Cuando la entrevista fue publicada dejó afuera, por ejemplo, ciertas cosas que Taylor dijo acerca de su amigo James Dean, con quien actuara en el drama texano Gigante de George Stevens, basado en la novela de Edna Ferber. Concretamente, Dean le contó que había sido abusado a los once años por un religioso.
"Cuando Jimmy tenía 11 años y su madre había muerto, él comenzó a ser `molestado` por el ministro de su iglesia. Pienso que eso lo atormentó el resto de su vida. De hecho, sé que lo hizo. Hablamos mucho de eso. Cuando filmamos Gigante pasábamos noches enteras hablando y hablando. Y esa fue una de las cosas que me confesó".

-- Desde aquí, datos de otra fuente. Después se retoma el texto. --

//! Context assembly — the system prompt (identity, skills, memory packet)
//! and the recent conversation history fed to each run.

use ab_domain::tool::Message;

use crate::runtime::runs::Run;
use crate::state::AppState;

/// Recent terminal runs of the session replayed as conversation history.
const HISTORY_RUNS: usize = 8;

const IDENTITY: &str = "You are Agent Blob, a single-user personal assistant running as an \
always-on local service. You can call tools; some tool calls require the user's approval \
before they execute. Keep answers direct and grounded in tool results.";

// ━━━━━━━━━━━━━━━━━━━━━━━━━━━━━━━━━━━━━━━━━━━━━━━━━━━━━━━━━━━━━━━━━━
// System prompt
// ━━━━━━━━━━━━━━━━━━━━━━━━━━━━━━━━━━━━━━━━━━━━━━━━━━━━━━━━━━━━━━━━━━

pub async fn build_system_prompt(state: &AppState, run: &Run) -> String {
    let prompts = &state.config.prompts;
    let mut sections: Vec<String> = Vec::new();

    if prompts.include_identity {
        sections.push(IDENTITY.to_string());
    }

    if !prompts.extra_instructions.is_empty() {
        sections.push(prompts.extra_instructions.clone());
    }

    if prompts.include_skills && state.config.skills.enabled {
        let skills = load_skills(state);
        if !skills.is_empty() {
            sections.push(format!("# Skills\n{skills}"));
        }
    }

    if prompts.include_memory {
        let packet = state
            .memory
            .build_packet(&run.origin.label(), &run.input_text)
            .await;
        if !packet.is_empty() {
            sections.push(format!("# Memory\n{}", packet.render()));
        }
    }

    sections.join("\n\n")
}

/// Concatenate `*.md` files from the configured skill directories,
/// truncating at the character budget.
fn load_skills(state: &AppState) -> String {
    let config = &state.config.skills;
    let mut out = String::new();

    for dir in &config.dirs {
        let pattern = dir.join("*.md");
        let Some(pattern) = pattern.to_str() else {
            continue;
        };
        let Ok(paths) = glob::glob(pattern) else {
            continue;
        };
        let mut paths: Vec<_> = paths.flatten().collect();
        paths.sort();
        for path in paths {
            let Ok(content) = std::fs::read_to_string(&path) else {
                tracing::warn!(path = %path.display(), "skipping unreadable skill file");
                continue;
            };
            let remaining = config.max_chars.saturating_sub(out.len());
            if remaining == 0 {
                return out;
            }
            if !out.is_empty() {
                out.push_str("\n\n");
            }
            if content.len() > remaining {
                let mut end = remaining;
                while !content.is_char_boundary(end) && end > 0 {
                    end -= 1;
                }
                out.push_str(&content[..end]);
                return out;
            }
            out.push_str(&content);
        }
    }
    out
}

// ━━━━━━━━━━━━━━━━━━━━━━━━━━━━━━━━━━━━━━━━━━━━━━━━━━━━━━━━━━━━━━━━━━
// Conversation history
// ━━━━━━━━━━━━━━━━━━━━━━━━━━━━━━━━━━━━━━━━━━━━━━━━━━━━━━━━━━━━━━━━━━

/// Prior completed turns of this session as user/assistant message pairs,
/// oldest first.
pub fn conversation_history(state: &AppState, run: &Run) -> Vec<Message> {
    let mut messages = Vec::new();
    for prior in state.runs.recent_terminal(&run.session_id, HISTORY_RUNS) {
        if prior.run_id == run.run_id {
            continue;
        }
        messages.push(Message::user(&prior.input_text));
        if let Some(content) = &prior.final_content {
            if !content.is_empty() {
                messages.push(Message::assistant(content));
            }
        }
    }
    messages
}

Taylor también habló de sus razones para nunca haber escrito unas memorias: "Tendría que haberme rendido al presente y zambullirme en el pasado. Una no puede predecir el mañana, y mi vida ha tenido tantos `mañanas` impresionantes. Creo que nunca han parado de aparecer".
Hablando de otro amigo cercano, el dramaturgo Tennessee Williams (en varias de cuyas obras actuó) la actriz le dijo a Sessuns: "Lo amaba, fue uno de mis mejores amigos, pero era irremediablemente ingenuo. No tenía el más mínimo sentido del negocio".
Taylor sostuvo también que una de las mayores influencias en su vida fue su madre. Sara Sothern, famosa actriz de teatro que debutó en Broadway en 1925, y que a los 31 años abandonó el escenario para casarse con el comerciante de arte Francis Taylor. Al respecto se han sacado a relucir declaraciones del difunto Richard Burton, quien alguna vez dijo que "pese a sus conflictos con su madre, Liz siempre quiso protegerla y amarla".
En medio del drama o la tragedia nunca falta, empero, el toque de humor. En el caso de Taylor, una de los temas de comentario en numerosos blogs referidos a ella ha sido la necrológica publicada por el periódico New York Times, firmada por Mel Gussow, quien falleció hace seis años. Las bromas por Internet empezaron de inmediato, y el diario tuvo que sacar una rectificación que atribuye la autoría del artículo a Gussow, pero especifica que fue "actualizado" por William McDonald, William Grimes y Daniel E. Slotnik.
La explicación es bastante obvia. Todo el mundo sabe que los diarios tienen "en conserva" necrológicas de veteranos famosos, que son rápidamente sacadas a luz y enviadas a imprimir cuando el personaje en cuestión emprende finalmente su viaje al otro mundo. En el caso de Taylor, la actriz estuvo tantas veces al borde de la muerte (sufrió unas veinte operaciones a lo largo de cuarenta años, y entre un casamiento y otro se dedicaba a entrar y salir de los hospitales) que una cosa así tenía inevitablemente que ocurrir. Gussow escribió el obituario durante una de esas crisis, Liz salió (como casi siempre) de ella, y la nota quedó guardada en algún cajón de un escritorio del periódico o en la memoria de una computadora. Finalmente, seis años después, llega a la redacción la noticia de la muerte de Liz, y la nota resucita. El que no resucitó es su firmante.
No es por cierto la primera vez que algo así ocurre. Cuando Bob Hope murió en 2003, el propio New York Times publicó una necrológica firmada por el célebre crítico Vincent Canby, que había fallecido tres años antes que Hope. Fue una pena que el comediante estuviera muerto, porque habría tenido seguramente algo ingenioso para decir.